Required work:
For every line in the data below that contains "TimerFired", copy the line.

:: The data

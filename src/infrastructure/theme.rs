//! Theming boundary
//!
//! [`ThemeFlags`] is the process-wide presentation flag set that global styling
//! reads. Components never write it directly: they hold a [`ThemeScope`],
//! which acquires a [`ThemeGuard`] for the active environment and releases it
//! when the environment changes or the scope is dropped.

use std::collections::BTreeSet;
use std::sync::{Arc, Mutex};

use crate::domain::environment::Environment;

/// Shared set of active theme flags
#[derive(Debug, Clone, Default)]
pub struct ThemeFlags {
    inner: Arc<Mutex<BTreeSet<Environment>>>,
}

impl ThemeFlags {
    pub fn new() -> Self {
        Self::default()
    }

    /// Currently set flags, in a stable order
    pub fn active(&self) -> Vec<Environment> {
        match self.inner.lock() {
            Ok(flags) => flags.iter().copied().collect(),
            Err(poisoned) => poisoned.into_inner().iter().copied().collect(),
        }
    }

    /// The theme global styling should use, if any is set
    pub fn current(&self) -> Option<Environment> {
        self.active().into_iter().next()
    }

    pub fn contains(&self, environment: Environment) -> bool {
        self.active().contains(&environment)
    }

    /// Class names of the active flags, e.g. `theme-cafe`
    pub fn classes(&self) -> Vec<&'static str> {
        self.active().into_iter().map(Environment::theme_class).collect()
    }

    fn with_flags<F: FnOnce(&mut BTreeSet<Environment>)>(&self, f: F) {
        match self.inner.lock() {
            Ok(mut flags) => f(&mut flags),
            Err(poisoned) => f(&mut poisoned.into_inner()),
        }
    }
}

/// Holds one theme flag for as long as it lives
#[derive(Debug)]
pub struct ThemeGuard {
    flags: ThemeFlags,
    environment: Environment,
}

impl ThemeGuard {
    pub fn acquire(flags: &ThemeFlags, environment: Environment) -> Self {
        flags.with_flags(|set| {
            set.insert(environment);
        });
        log::debug!("theme flag set: {}", environment.theme_class());
        Self {
            flags: flags.clone(),
            environment,
        }
    }

    pub fn environment(&self) -> Environment {
        self.environment
    }
}

impl Drop for ThemeGuard {
    fn drop(&mut self) {
        let environment = self.environment;
        self.flags.with_flags(|set| {
            set.remove(&environment);
        });
        log::debug!("theme flag cleared: {}", environment.theme_class());
    }
}

/// Lifecycle-scoped owner of the active theme flag
#[derive(Debug)]
pub struct ThemeScope {
    flags: ThemeFlags,
    guard: Option<ThemeGuard>,
}

impl ThemeScope {
    pub fn new(flags: ThemeFlags) -> Self {
        Self { flags, guard: None }
    }

    pub fn flags(&self) -> &ThemeFlags {
        &self.flags
    }

    pub fn active(&self) -> Option<Environment> {
        self.guard.as_ref().map(ThemeGuard::environment)
    }

    /// Makes `environment` the only flag this scope holds.
    /// Reactivating the current environment leaves the flags untouched.
    pub fn activate(&mut self, environment: Environment) {
        if self.active() == Some(environment) {
            return;
        }
        // Release the previous flag before setting the new one
        self.guard = None;
        self.guard = Some(ThemeGuard::acquire(&self.flags, environment));
    }

    pub fn release(&mut self) {
        self.guard = None;
    }
}
use crossterm::event::KeyEvent;
use serde::{Deserialize, Serialize};

use crate::core::cmd::TimerId;

/// Raw external events before translation into domain messages
/// These come from the terminal, the scheduler and the host runtime
#[derive(Debug, Clone, PartialEq, Eq, Serialize, Deserialize)]
pub enum RawMsg {
    // System events
    Quit,
    Suspend,
    Resume,
    Resize(u16, u16),

    // User input
    Key(KeyEvent),

    // Scheduler firings
    TimerFired { id: TimerId, generation: u64 },

    // Host notifications
    SystemMessage(String),
    Error(String),

    // Frequent terminal events
    Tick,
    Render,
}

impl RawMsg {
    /// Helper to exclude frequent messages during debugging
    pub fn is_frequent(&self) -> bool {
        matches!(
            self,
            RawMsg::Tick
                | RawMsg::Render
                | RawMsg::TimerFired {
                    id: TimerId::FocusTick,
                    ..
                }
        )
    }
}
//! Animated particles over the background scene

use std::time::Duration;

use ratatui::{prelude::*, widgets::Widget};

use crate::domain::{
    glyphs,
    particle::Particle,
    transition::{Easing, Transition, VisualState},
};

/// Below this opacity a particle is not drawn at all
const MIN_VISIBLE_OPACITY: f64 = 0.15;

#[derive(Debug, Clone, Copy, PartialEq, Eq)]
pub enum ParticleKind {
    Dust,
    Ember,
    Steam,
}

impl ParticleKind {
    fn glyph(self, size: f64) -> &'static str {
        match self {
            ParticleKind::Ember => glyphs::icon("particle.ember"),
            ParticleKind::Steam => glyphs::icon("particle.steam"),
            ParticleKind::Dust if size < 3.0 => glyphs::icon("particle.small"),
            ParticleKind::Dust if size < 5.0 => glyphs::icon("particle.medium"),
            ParticleKind::Dust => glyphs::icon("particle.large"),
        }
    }

    /// How far (percent of the height) a particle rises over one loop
    fn rise(self) -> f64 {
        match self {
            ParticleKind::Dust => -10.0,
            ParticleKind::Ember => -40.0,
            ParticleKind::Steam => -25.0,
        }
    }
}

/// The looping rise-and-fade every particle plays
pub fn particle_transition(particle: &Particle, kind: ParticleKind) -> Transition {
    Transition::new(
        VisualState::default(),
        VisualState {
            offset_y: kind.rise(),
            ..VisualState::hidden()
        },
        Duration::from_secs_f64(particle.duration_secs.max(0.0)),
    )
    .delay(Duration::from_secs_f64(particle.delay_secs.max(0.0)))
    .easing(Easing::EaseOut)
    .repeating()
}

pub struct ParticleField<'a> {
    particles: &'a [Particle],
    kind: ParticleKind,
    style: Style,
    elapsed: Duration,
}

impl<'a> ParticleField<'a> {
    pub fn new(particles: &'a [Particle], kind: ParticleKind, style: Style) -> Self {
        Self {
            particles,
            kind,
            style,
            elapsed: Duration::ZERO,
        }
    }

    pub fn elapsed(mut self, elapsed: Duration) -> Self {
        self.elapsed = elapsed;
        self
    }

    /// Cell for a particle at `visual`, if it is inside the area and visible
    fn cell(&self, particle: &Particle, visual: &VisualState, area: Rect) -> Option<(u16, u16)> {
        if visual.opacity < MIN_VISIBLE_OPACITY || area.is_empty() {
            return None;
        }
        let y_percent = particle.y + visual.offset_y;
        if !(0.0..=100.0).contains(&y_percent) {
            return None;
        }
        let col = (particle.x / 100.0 * f64::from(area.width - 1)).round() as u16;
        let row = (y_percent / 100.0 * f64::from(area.height - 1)).round() as u16;
        Some((area.x + col, area.y + row))
    }
}

impl Widget for ParticleField<'_> {
    fn render(self, area: Rect, buf: &mut Buffer) {
        for particle in self.particles {
            let visual = particle_transition(particle, self.kind).sample(self.elapsed);
            let Some((x, y)) = self.cell(particle, &visual, area) else {
                continue;
            };
            let style = if visual.opacity < 0.5 {
                self.style.add_modifier(Modifier::DIM)
            } else {
                self.style
            };
            buf.set_string(x, y, self.kind.glyph(particle.size), style);
        }
    }
}

#[cfg(test)]
mod tests {
    use super::*;
    use crate::domain::particle::{generate_embers, generate_particles};
    use pretty_assertions::assert_eq;
    use rand::{rngs::StdRng, SeedableRng};

    fn drawn_cells(buf: &Buffer) -> usize {
        buf.content().iter().filter(|c| c.symbol() != " ").count()
    }

    #[test]
    fn test_particles_drawn_inside_area() {
        let mut rng = StdRng::seed_from_u64(3);
        let particles = generate_particles(&mut rng, 20);
        let area = Rect::new(2, 1, 40, 12);
        let mut buf = Buffer::empty(Rect::new(0, 0, 50, 20));

        ParticleField::new(&particles, ParticleKind::Dust, Style::default()).render(area, &mut buf);

        let drawn = drawn_cells(&buf);
        assert!(drawn > 0 && drawn <= particles.len());
        for y in 0..20 {
            for x in 0..50 {
                if buf[(x, y)].symbol() != " " {
                    assert!(area.contains(Position::new(x, y)));
                }
            }
        }
    }

    #[test]
    fn test_no_particles_draws_nothing() {
        let area = Rect::new(0, 0, 20, 10);
        let mut buf = Buffer::empty(area);
        ParticleField::new(&[], ParticleKind::Steam, Style::default()).render(area, &mut buf);
        assert_eq!(drawn_cells(&buf), 0);
    }

    #[test]
    fn test_transition_rises_and_fades() {
        let mut rng = StdRng::seed_from_u64(9);
        let ember = generate_embers(&mut rng)[0];
        let transition = particle_transition(&ember, ParticleKind::Ember);

        let start = transition.sample(Duration::ZERO);
        let later = transition.sample(Duration::from_secs_f64(
            ember.delay_secs + ember.duration_secs * 0.9,
        ));
        assert!(later.opacity < start.opacity);
        assert!(later.offset_y < start.offset_y);
    }

    #[test]
    fn test_zero_sized_area_is_safe() {
        let mut rng = StdRng::seed_from_u64(1);
        let particles = generate_particles(&mut rng, 5);
        let mut buf = Buffer::empty(Rect::new(0, 0, 10, 10));
        ParticleField::new(&particles, ParticleKind::Dust, Style::default())
            .render(Rect::new(0, 0, 0, 0), &mut buf);
        assert_eq!(drawn_cells(&buf), 0);
    }
}
//! Procedural placement of decorative particles.
//!
//! Particles are generated once per batch and carry no identity beyond it.
//! The random source is always passed in, so callers decide between an
//! entropy-seeded generator and a fixed seed.

use std::ops::{Range, RangeInclusive};

use rand::Rng;
use serde::{Deserialize, Serialize};

use crate::domain::environment::Environment;

/// Number of ember particles drawn in the library
pub const EMBER_COUNT: usize = 8;
/// Number of steam wisps drawn in the cafe
pub const STEAM_COUNT: usize = 5;

/// A single decorative particle, positioned in percentage space
#[derive(Debug, Clone, Copy, PartialEq, Serialize, Deserialize)]
pub struct Particle {
    /// Horizontal position, 0..=100 percent of the container width
    pub x: f64,
    /// Vertical position, 0..=100 percent of the container height
    pub y: f64,
    pub size: f64,
    pub delay_secs: f64,
    pub duration_secs: f64,
}

/// Sampling ranges for one group of particles
#[derive(Debug, Clone, PartialEq)]
pub struct ParticleRanges {
    pub x: RangeInclusive<f64>,
    pub y: RangeInclusive<f64>,
    pub size: RangeInclusive<f64>,
    pub delay_secs: Range<f64>,
    pub duration_secs: Range<f64>,
}

impl ParticleRanges {
    /// Floating dust motes spread over the whole scene
    pub fn dust() -> Self {
        Self {
            x: 0.0..=100.0,
            y: 0.0..=100.0,
            size: 2.0..=6.0,
            delay_secs: 0.0..5.0,
            duration_secs: 8.0..12.0,
        }
    }

    /// Fireplace embers rising from the bottom of the library
    pub fn embers() -> Self {
        Self {
            x: 20.0..=80.0,
            y: 60.0..=90.0,
            size: 1.0..=3.0,
            delay_secs: 0.0..3.0,
            duration_secs: 6.0..9.0,
        }
    }

    /// Steam curling up from a coffee cup in the cafe. Wisps share one size.
    pub fn steam() -> Self {
        Self {
            x: 30.0..=70.0,
            y: 70.0..=90.0,
            size: 6.0..=6.0,
            delay_secs: 0.0..4.0,
            duration_secs: 5.0..7.0,
        }
    }

    pub fn sample<R: Rng + ?Sized>(&self, rng: &mut R) -> Particle {
        Particle {
            x: rng.gen_range(self.x.clone()),
            y: rng.gen_range(self.y.clone()),
            size: rng.gen_range(self.size.clone()),
            delay_secs: rng.gen_range(self.delay_secs.clone()),
            duration_secs: rng.gen_range(self.duration_secs.clone()),
        }
    }

    pub fn generate<R: Rng + ?Sized>(&self, rng: &mut R, count: usize) -> Vec<Particle> {
        (0..count).map(|_| self.sample(rng)).collect()
    }
}

/// Generates `count` dust particles with independently sampled parameters
pub fn generate_particles<R: Rng + ?Sized>(rng: &mut R, count: usize) -> Vec<Particle> {
    ParticleRanges::dust().generate(rng, count)
}

pub fn generate_embers<R: Rng + ?Sized>(rng: &mut R) -> Vec<Particle> {
    ParticleRanges::embers().generate(rng, EMBER_COUNT)
}

pub fn generate_steam<R: Rng + ?Sized>(rng: &mut R) -> Vec<Particle> {
    ParticleRanges::steam().generate(rng, STEAM_COUNT)
}

/// The secondary particle group belonging to an environment
pub fn generate_theme_group<R: Rng + ?Sized>(rng: &mut R, env: Environment) -> Vec<Particle> {
    match env {
        Environment::Library => generate_embers(rng),
        Environment::Cafe => generate_steam(rng),
    }
}

#[cfg(test)]
mod tests {
    use super::*;
    use pretty_assertions::assert_eq;
    use rand::{rngs::StdRng, SeedableRng};

    fn within(p: &Particle, ranges: &ParticleRanges) -> bool {
        ranges.x.contains(&p.x)
            && ranges.y.contains(&p.y)
            && ranges.size.contains(&p.size)
            && ranges.delay_secs.contains(&p.delay_secs)
            && ranges.duration_secs.contains(&p.duration_secs)
    }

    #[test]
    fn test_generate_twenty_particles_in_bounds() {
        let mut rng = StdRng::seed_from_u64(7);
        let particles = generate_particles(&mut rng, 20);

        assert_eq!(particles.len(), 20);
        for p in &particles {
            assert!((0.0..=100.0).contains(&p.x), "x out of range: {}", p.x);
            assert!((0.0..=100.0).contains(&p.y), "y out of range: {}", p.y);
            assert!(within(p, &ParticleRanges::dust()));
        }
    }

    #[test]
    fn test_generate_zero_particles() {
        let mut rng = StdRng::seed_from_u64(1);
        assert!(generate_particles(&mut rng, 0).is_empty());
    }

    #[test]
    fn test_theme_groups_have_fixed_counts() {
        let mut rng = StdRng::seed_from_u64(3);
        let embers = generate_theme_group(&mut rng, Environment::Library);
        let steam = generate_theme_group(&mut rng, Environment::Cafe);

        assert_eq!(embers.len(), EMBER_COUNT);
        assert_eq!(steam.len(), STEAM_COUNT);
        assert!(embers.iter().all(|p| within(p, &ParticleRanges::embers())));
        assert!(steam.iter().all(|p| within(p, &ParticleRanges::steam())));
    }

    #[test]
    fn test_same_seed_same_batch() {
        let a = generate_particles(&mut StdRng::seed_from_u64(42), 10);
        let b = generate_particles(&mut StdRng::seed_from_u64(42), 10);
        assert_eq!(a, b);
    }
}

::::

Answer area:
    TimerFired { id: TimerId, generation: u64 },
                | RawMsg::TimerFired {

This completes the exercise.